2. The Cubs fan might mention, among other factors, the unique beauty and historic status of Wrigley Field, Sammy Sosa's recent home run totals, and the team's back-to-back World Series championships in 1907-1908. The White Sox fan might mention that the Sox defeated the Cubs in the two teams' only meeting in the World Series (in 1906) and won a world championship more recently than the Cubs (in 1917).
3. Destruction was much more widespread in Chicago, but many more lives were lost in New York City, due to the large number of workers in the World Trade Center and the suddenness and violence of the attack (and subsequent collapse of the buildings), which left many victims no time to escape.
1. Students who believe such programs should focus on practical and material issues might argue that progress in these areas is necessary before poor families will be interested in, or can truly benefit from, other services. Students who favor exposing poor families to "upper-class culture" might argue that it could encourage them to look beyond their immediate surroundings and aspire to a life that is better and richer in all respects. (Instead of having students express their views in letters, you might prefer to hold a class discussion on the issue.)
2. You might want to approve students' choices beforehand to ensure that the class does not focus on just a few of the individuals.

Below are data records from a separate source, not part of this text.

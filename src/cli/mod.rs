//! CLI module for rollbook
//!
//! Provides the command-line interface:
//! - create: new or truncated store file
//! - add / list / search / update / delete: one record operation, JSON out
//! - info: record count and file size
//! - menu: the interactive numbered menu

mod args;
mod commands;
mod config;
mod errors;
mod io;
mod menu;

pub use args::{Cli, Command, FieldArgs, StoreArg};
pub use commands::{add, create, delete, info, list, run, run_command, run_with, search, update};
pub use config::Config;
pub use errors::{CliError, CliResult};
pub use io::{write_error, write_response};
pub use menu::MenuSession;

3. The Court of Honor for 1893 included works by Richard Morris Hunt, Charles McKim, Louis Sullivan, Daniel Chester Finch, and Mary Cassatt, and inventions such as electric incubators and an early fax machine. The 1893 Midway included the first Ferris wheel, performances by Harry Houdini and Scott Joplin, hamburgers, and carbonated soft drinks. Students' suggestions for today's exhibits will vary but should show the contrast between the "high culture" of the Court of Honor and the "pop culture" of the Midway.